Stored data
_ _ _ _

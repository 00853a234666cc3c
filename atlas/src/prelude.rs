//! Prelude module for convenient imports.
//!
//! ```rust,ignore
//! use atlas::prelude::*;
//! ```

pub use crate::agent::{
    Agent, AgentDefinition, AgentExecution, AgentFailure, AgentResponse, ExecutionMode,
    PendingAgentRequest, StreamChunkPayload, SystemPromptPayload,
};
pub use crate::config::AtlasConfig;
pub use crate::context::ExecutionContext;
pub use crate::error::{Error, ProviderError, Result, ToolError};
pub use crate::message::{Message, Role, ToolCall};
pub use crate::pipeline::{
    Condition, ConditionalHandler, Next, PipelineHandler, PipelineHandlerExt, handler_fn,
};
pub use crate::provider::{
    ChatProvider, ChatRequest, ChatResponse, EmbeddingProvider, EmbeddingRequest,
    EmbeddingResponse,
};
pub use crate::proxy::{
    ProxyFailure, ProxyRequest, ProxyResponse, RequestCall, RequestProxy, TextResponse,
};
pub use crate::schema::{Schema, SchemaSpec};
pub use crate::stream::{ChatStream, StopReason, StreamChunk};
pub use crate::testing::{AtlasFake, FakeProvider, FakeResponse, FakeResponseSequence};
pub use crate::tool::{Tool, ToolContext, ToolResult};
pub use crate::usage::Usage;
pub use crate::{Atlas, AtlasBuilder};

_ _ _ _

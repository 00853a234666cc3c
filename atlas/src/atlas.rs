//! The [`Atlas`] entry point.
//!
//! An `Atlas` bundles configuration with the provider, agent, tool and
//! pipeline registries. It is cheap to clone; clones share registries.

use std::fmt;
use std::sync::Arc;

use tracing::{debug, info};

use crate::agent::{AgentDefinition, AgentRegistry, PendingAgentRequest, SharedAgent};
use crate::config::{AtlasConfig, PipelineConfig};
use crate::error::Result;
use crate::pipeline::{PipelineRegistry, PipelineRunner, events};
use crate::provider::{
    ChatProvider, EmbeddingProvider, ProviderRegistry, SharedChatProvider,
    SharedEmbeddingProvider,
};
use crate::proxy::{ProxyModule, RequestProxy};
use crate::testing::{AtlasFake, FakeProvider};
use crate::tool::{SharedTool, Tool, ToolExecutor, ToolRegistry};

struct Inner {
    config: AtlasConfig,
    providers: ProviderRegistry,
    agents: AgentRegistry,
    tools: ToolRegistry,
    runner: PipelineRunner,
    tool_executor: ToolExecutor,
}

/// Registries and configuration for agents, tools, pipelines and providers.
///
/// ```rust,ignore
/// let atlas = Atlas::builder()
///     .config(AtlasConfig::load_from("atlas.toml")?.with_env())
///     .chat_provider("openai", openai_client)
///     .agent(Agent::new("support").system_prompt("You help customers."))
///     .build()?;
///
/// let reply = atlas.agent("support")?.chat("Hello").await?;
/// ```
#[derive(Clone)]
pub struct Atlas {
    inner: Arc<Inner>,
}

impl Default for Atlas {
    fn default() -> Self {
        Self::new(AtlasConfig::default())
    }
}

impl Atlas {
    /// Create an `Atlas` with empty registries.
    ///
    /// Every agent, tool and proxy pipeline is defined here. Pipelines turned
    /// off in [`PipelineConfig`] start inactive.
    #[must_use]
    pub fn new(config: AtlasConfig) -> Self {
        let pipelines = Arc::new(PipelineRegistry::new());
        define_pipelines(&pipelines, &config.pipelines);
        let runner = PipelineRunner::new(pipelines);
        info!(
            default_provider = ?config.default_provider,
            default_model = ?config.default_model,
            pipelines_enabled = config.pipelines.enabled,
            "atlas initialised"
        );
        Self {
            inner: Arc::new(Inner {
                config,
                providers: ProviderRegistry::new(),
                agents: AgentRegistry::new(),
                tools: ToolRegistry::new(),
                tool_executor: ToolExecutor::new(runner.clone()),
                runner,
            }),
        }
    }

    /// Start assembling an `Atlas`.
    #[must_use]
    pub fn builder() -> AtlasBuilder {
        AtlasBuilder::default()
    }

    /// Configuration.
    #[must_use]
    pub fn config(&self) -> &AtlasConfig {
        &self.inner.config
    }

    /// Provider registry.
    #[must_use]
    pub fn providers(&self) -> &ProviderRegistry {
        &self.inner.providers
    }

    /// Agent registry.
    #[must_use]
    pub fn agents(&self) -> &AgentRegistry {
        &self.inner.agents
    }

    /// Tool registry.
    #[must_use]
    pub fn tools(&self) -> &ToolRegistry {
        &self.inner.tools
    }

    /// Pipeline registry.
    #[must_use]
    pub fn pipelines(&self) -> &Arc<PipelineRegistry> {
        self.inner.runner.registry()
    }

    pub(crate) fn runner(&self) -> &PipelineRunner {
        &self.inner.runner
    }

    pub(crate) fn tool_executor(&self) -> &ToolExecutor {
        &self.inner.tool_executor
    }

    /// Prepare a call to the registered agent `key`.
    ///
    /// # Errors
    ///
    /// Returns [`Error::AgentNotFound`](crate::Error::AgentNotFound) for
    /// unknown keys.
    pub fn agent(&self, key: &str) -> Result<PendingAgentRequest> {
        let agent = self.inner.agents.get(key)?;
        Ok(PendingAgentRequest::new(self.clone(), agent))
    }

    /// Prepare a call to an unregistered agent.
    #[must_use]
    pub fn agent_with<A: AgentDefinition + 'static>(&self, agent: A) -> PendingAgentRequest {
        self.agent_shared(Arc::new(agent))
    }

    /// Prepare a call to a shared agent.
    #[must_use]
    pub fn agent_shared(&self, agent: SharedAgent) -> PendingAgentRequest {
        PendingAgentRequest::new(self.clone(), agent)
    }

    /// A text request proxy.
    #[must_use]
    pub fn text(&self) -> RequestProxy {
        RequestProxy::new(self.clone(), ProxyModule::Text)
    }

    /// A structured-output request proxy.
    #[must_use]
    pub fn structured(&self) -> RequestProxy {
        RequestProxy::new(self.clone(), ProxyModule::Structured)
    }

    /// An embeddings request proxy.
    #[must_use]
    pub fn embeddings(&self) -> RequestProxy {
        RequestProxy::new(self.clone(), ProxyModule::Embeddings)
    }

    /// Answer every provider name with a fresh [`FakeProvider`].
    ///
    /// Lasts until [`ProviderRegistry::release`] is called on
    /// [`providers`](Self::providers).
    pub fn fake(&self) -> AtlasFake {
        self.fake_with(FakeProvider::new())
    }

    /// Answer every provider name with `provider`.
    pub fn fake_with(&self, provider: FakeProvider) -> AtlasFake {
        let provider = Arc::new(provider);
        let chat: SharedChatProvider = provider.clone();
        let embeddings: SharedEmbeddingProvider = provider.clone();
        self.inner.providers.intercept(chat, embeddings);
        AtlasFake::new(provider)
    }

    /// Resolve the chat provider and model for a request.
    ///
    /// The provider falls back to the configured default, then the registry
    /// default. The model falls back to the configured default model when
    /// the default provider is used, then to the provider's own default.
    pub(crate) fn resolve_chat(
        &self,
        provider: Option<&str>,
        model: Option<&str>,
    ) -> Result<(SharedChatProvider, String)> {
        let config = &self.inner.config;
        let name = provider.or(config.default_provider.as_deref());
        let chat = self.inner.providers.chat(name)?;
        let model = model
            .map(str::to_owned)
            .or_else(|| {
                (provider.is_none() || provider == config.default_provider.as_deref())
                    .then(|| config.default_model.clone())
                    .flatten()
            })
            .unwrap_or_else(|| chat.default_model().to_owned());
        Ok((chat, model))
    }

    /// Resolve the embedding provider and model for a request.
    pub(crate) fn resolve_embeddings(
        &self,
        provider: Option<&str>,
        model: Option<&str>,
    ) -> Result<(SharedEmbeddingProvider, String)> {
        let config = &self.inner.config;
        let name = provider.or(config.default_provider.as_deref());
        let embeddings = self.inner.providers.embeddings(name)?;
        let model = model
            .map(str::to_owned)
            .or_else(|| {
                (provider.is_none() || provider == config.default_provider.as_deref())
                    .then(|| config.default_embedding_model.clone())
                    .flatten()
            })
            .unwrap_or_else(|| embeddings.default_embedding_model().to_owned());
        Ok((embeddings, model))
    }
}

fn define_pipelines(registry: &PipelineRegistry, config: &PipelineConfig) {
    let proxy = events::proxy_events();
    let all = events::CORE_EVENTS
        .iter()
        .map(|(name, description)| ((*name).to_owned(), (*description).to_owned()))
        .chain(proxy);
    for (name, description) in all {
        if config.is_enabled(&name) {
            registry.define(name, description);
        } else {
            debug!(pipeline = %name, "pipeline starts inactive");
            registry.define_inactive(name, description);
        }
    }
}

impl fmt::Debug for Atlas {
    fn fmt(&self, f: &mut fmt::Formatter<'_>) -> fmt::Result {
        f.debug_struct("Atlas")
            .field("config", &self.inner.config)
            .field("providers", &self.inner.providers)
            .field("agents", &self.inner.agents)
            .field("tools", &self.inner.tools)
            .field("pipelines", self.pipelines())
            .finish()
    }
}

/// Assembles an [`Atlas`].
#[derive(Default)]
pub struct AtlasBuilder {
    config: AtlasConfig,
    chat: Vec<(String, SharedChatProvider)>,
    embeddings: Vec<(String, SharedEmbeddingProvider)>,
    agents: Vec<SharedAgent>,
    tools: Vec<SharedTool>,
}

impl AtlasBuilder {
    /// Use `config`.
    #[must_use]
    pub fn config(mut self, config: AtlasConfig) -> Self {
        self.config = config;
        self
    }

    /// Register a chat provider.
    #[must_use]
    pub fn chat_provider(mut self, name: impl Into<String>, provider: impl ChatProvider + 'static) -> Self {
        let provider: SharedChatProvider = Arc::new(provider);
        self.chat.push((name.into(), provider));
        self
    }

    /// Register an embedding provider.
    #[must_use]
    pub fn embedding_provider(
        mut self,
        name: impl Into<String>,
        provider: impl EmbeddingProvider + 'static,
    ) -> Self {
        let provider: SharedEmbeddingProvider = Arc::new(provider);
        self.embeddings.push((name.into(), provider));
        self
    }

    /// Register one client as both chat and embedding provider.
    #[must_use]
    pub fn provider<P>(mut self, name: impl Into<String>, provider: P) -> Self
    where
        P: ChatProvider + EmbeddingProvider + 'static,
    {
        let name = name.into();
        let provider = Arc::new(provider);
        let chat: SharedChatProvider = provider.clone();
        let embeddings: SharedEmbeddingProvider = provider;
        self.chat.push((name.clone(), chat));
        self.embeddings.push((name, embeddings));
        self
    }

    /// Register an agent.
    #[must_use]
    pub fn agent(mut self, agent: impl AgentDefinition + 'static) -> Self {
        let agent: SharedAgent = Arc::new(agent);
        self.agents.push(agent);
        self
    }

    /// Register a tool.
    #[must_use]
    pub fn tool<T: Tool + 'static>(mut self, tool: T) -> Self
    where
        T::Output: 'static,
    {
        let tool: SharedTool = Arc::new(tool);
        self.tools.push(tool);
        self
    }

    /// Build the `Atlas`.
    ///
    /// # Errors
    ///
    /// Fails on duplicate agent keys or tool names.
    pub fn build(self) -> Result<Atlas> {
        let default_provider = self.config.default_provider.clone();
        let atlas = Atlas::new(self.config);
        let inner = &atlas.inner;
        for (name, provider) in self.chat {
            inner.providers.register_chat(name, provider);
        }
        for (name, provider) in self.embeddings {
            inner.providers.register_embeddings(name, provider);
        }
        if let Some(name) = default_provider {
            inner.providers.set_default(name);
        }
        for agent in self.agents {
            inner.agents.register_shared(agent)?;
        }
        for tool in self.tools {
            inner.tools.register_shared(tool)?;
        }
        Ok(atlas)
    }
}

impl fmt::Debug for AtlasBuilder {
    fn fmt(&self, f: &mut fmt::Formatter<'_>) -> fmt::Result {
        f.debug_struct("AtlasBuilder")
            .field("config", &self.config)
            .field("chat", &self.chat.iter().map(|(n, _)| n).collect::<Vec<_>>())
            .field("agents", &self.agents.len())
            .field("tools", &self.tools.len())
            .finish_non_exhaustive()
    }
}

_ _ _ _

Each line in the records above that contains the word "String" must be copied.

    ) -> Result<(SharedChatProvider, String)> {
    ) -> Result<(SharedEmbeddingProvider, String)> {
    chat: Vec<(String, SharedChatProvider)>,
    embeddings: Vec<(String, SharedEmbeddingProvider)>,
    pub fn chat_provider(mut self, name: impl Into<String>, provider: impl ChatProvider + 'static) -> Self {
        name: impl Into<String>,
    pub fn provider<P>(mut self, name: impl Into<String>, provider: P) -> Self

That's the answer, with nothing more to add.